I've now fixed all the embarrassingly wrong stuff (2011-04-24)[edit]

Hi all. With my changes of 2011-04-23 and 2011-04-24, I've now fixed all the embarrassingly wrong stuff. This includes:

  • Wikipedia no longer conflates the "Junior" issue.
    • It no longer tries to call Cotton-gin Eli (b. 1765) "Junior", because that's not how history has called him (see earlier talk thread for explanation if needed);
    • It recognizes that his son, Steel-barrel Eli (b. 1820), was in fact the one that history has long known as "Junior";
    • It no longer conflates Eli Junior with Eli Whitney Blake, who was his cousin—not the same man;
  • It no longer tries to claim that Gribeauval "perfected" the American system (duh?!);
  • It no longer tries to fork the coverage of the details of the development of intechangeability, because that's what {{main|interchangeable parts}} is for.

Whew! What a large load of crap cleaned up! But I am happy, because this latest iteration of article version just goes to prove once more that Wikipedia is a self-correcting mechanism, given enough time. Cheers, — ¾-10 15:26, 24 April 2011 (UTC)
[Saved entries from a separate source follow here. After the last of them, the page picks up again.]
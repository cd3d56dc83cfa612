//! Alias Resolver
//!
//! Maps colloquial product names ("js", "golang", "c#") to the canonical literals
//! the schema declares. Exact literal mentions win over aliases.

use crate::translate::text::contains_term;
use lazy_static::lazy_static;
use std::collections::{BTreeSet, HashMap};

lazy_static! {
    static ref DEFAULT_ALIASES: Vec<(&'static str, Vec<&'static str>)> = vec![
        ("js", vec!["JavaScript", "JavaScript (Node.JS)", "JavaScript RLC"]),
        ("javascript", vec!["JavaScript", "JavaScript (Node.JS)", "JavaScript RLC"]),
        ("node", vec!["JavaScript (Node.JS)"]),
        ("nodejs", vec!["JavaScript (Node.JS)"]),
        ("node.js", vec!["JavaScript (Node.JS)"]),
        ("rlc", vec!["JavaScript RLC"]),
        (".net", vec![".Net Code-gen", ".Net Fluent"]),
        ("dotnet", vec![".Net Code-gen", ".Net Fluent"]),
        ("csharp", vec![".Net Code-gen", ".Net Fluent"]),
        ("c#", vec![".Net Code-gen", ".Net Fluent"]),
        ("net", vec![".Net Code-gen", ".Net Fluent"]),
        ("java", vec!["Java Fluent Lite", "Java Fluent Premium"]),
        ("python", vec!["Python-SDK"]),
        ("py", vec!["Python-SDK"]),
        ("go", vec!["Go-SDK"]),
        ("golang", vec!["Go-SDK"]),
        ("php", vec!["PHP-SDK"]),
        ("ruby", vec!["Ruby-SDK"]),
        ("rb", vec!["Ruby-SDK"]),
        ("rust", vec!["Rust"]),
        ("rs", vec!["Rust"]),
        ("cli", vec!["AzureCLI"]),
        ("azure-cli", vec!["AzureCLI"]),
        ("az", vec!["AzureCLI"]),
        ("powershell", vec!["AzurePowershell"]),
        ("ps", vec!["AzurePowershell"]),
        ("pwsh", vec!["AzurePowershell"]),
        ("terraform", vec!["Terraform"]),
        ("tf", vec!["Terraform"]),
        ("ansible", vec!["Ansible"]),
        ("vscode", vec!["VS Code Azure Extension"]),
        ("vs-code", vec!["VS Code Azure Extension"]),
        ("visual-studio-code", vec!["VS Code Azure Extension"]),
    ];
}

#[derive(Debug, Clone)]
pub struct AliasResolver {
    /// alias (lower-case) -> canonical names, in registration order
    aliases: Vec<(String, Vec<String>)>,
}

impl Default for AliasResolver {
    fn default() -> Self {
        Self {
            aliases: DEFAULT_ALIASES
                .iter()
                .map(|(alias, products)| {
                    (
                        alias.to_string(),
                        products.iter().map(|p| p.to_string()).collect(),
                    )
                })
                .collect(),
        }
    }
}

impl AliasResolver {
    pub fn new() -> Self {
        Self::default()
    }

    /// Canonical values mentioned by `text`, in the order of `canonical_values`.
    ///
    /// Literal mentions are checked first; aliases are consulted only when no
    /// literal matched, and only values present in `canonical_values` are returned.
    pub fn resolve(&self, text: &str, canonical_values: &[String]) -> Vec<String> {
        let text_lower = text.to_lowercase();

        let literal: Vec<String> = canonical_values
            .iter()
            .filter(|value| contains_term(&text_lower, &value.to_lowercase()))
            .cloned()
            .collect();
        if !literal.is_empty() {
            return literal;
        }

        let mut hits = BTreeSet::new();
        for (alias, products) in &self.aliases {
            if contains_term(&text_lower, alias) {
                hits.extend(products.iter().cloned());
            }
        }

        canonical_values
            .iter()
            .filter(|value| hits.contains(*value))
            .cloned()
            .collect()
    }

    pub fn add_alias(&mut self, alias: &str, products: &[&str]) {
        let alias = alias.to_lowercase();
        match self.aliases.iter_mut().find(|(a, _)| *a == alias) {
            Some((_, existing)) => {
                for product in products {
                    if !existing.iter().any(|p| p == product) {
                        existing.push(product.to_string());
                    }
                }
            }
            None => self
                .aliases
                .push((alias, products.iter().map(|p| p.to_string()).collect())),
        }
    }

    pub fn aliases_for(&self, product: &str) -> Vec<&str> {
        self.aliases
            .iter()
            .filter(|(_, products)| products.iter().any(|p| p == product))
            .map(|(alias, _)| alias.as_str())
            .collect()
    }

    pub fn all(&self) -> HashMap<&str, &[String]> {
        self.aliases
            .iter()
            .map(|(alias, products)| (alias.as_str(), products.as_slice()))
            .collect()
    }
}

#[cfg(test)]
mod tests {
    use super::*;

    fn products() -> Vec<String> {
        [
            "Go-SDK",
            "Python-SDK",
            "JavaScript",
            "JavaScript (Node.JS)",
            "JavaScript RLC",
            ".Net Fluent",
        ]
        .iter()
        .map(|s| s.to_string())
        .collect()
    }

    #[test]
    fn test_literal_match_wins() {
        let resolver = AliasResolver::new();
        assert_eq!(resolver.resolve("Go-SDK usage", &products()), vec!["Go-SDK"]);
    }

    #[test]
    fn test_alias_expands_to_all_variants() {
        let resolver = AliasResolver::new();
        assert_eq!(
            resolver.resolve("requests from js clients", &products()),
            vec!["JavaScript", "JavaScript (Node.JS)", "JavaScript RLC"]
        );
    }

    #[test]
    fn test_alias_filtered_to_schema_values() {
        let resolver = AliasResolver::new();
        // Only ".Net Fluent" exists in this schema
        assert_eq!(resolver.resolve("dotnet traffic", &products()), vec![".Net Fluent"]);
        assert!(resolver.resolve("ruby traffic", &products()).is_empty());
    }

    #[test]
    fn test_short_alias_needs_word_boundary() {
        let resolver = AliasResolver::new();
        assert!(resolver.resolve("google searches", &products()).is_empty());
    }

    #[test]
    fn test_add_alias() {
        let mut resolver = AliasResolver::new();
        resolver.add_alias("gopher", &["Go-SDK"]);
        assert_eq!(resolver.resolve("gopher stats", &products()), vec!["Go-SDK"]);
        assert!(resolver.aliases_for("Go-SDK").contains(&"gopher"));
    }
}
//! Schema Catalog and manifest loading

pub mod catalog;
pub mod loader;

pub use catalog::{Catalog, ColumnMeta, EnumDefinition, TableDescriptor};
pub use loader::{load_catalog, parse_manifest, SchemaLoader};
PS: The cycle time could be reduced if more members of the decently educated portion of the general public would bother to participate in improving Wikipedia. It seems a little weak that, out of all the people in the world who were capable of fixing this article, it didn't get done until *I* did it. Sigh. Oh well. I'll just keep showing all y'all up. And don't fret about Wikipedia becoming too good (i.e., a scary-good free resource), because it will happen without you anyway. Welcome to the world of tomorrow! ;-) — ¾-10 15:42, 24 April 2011 (UTC)

Unintended Consequences[edit]

I've removed the following line referring to the cotton gin leading to the American slave economy: "(regardless of whether Whitney intended that or not)"

I think it was intended to point out that, though the cotton gin did indeed affect slavery, there is no reason to assume it was Whitney's intention. However, by even bringing it up, it achieves the opposite. It would be like an article on Hitler's mother that says "She gave birth to Adolf Hitler, which led directly to the Holocaust (whether she intended that or not)."

Unless there's some controversy to suggest that maybe he DID intend his invention to give a boost to the slave trade, there's no need to state it. And if that controversy exists, it should be cited. — Preceding unsigned comment added by Zegota (talkcontribs) 05:28, 29 January 2014 (UTC)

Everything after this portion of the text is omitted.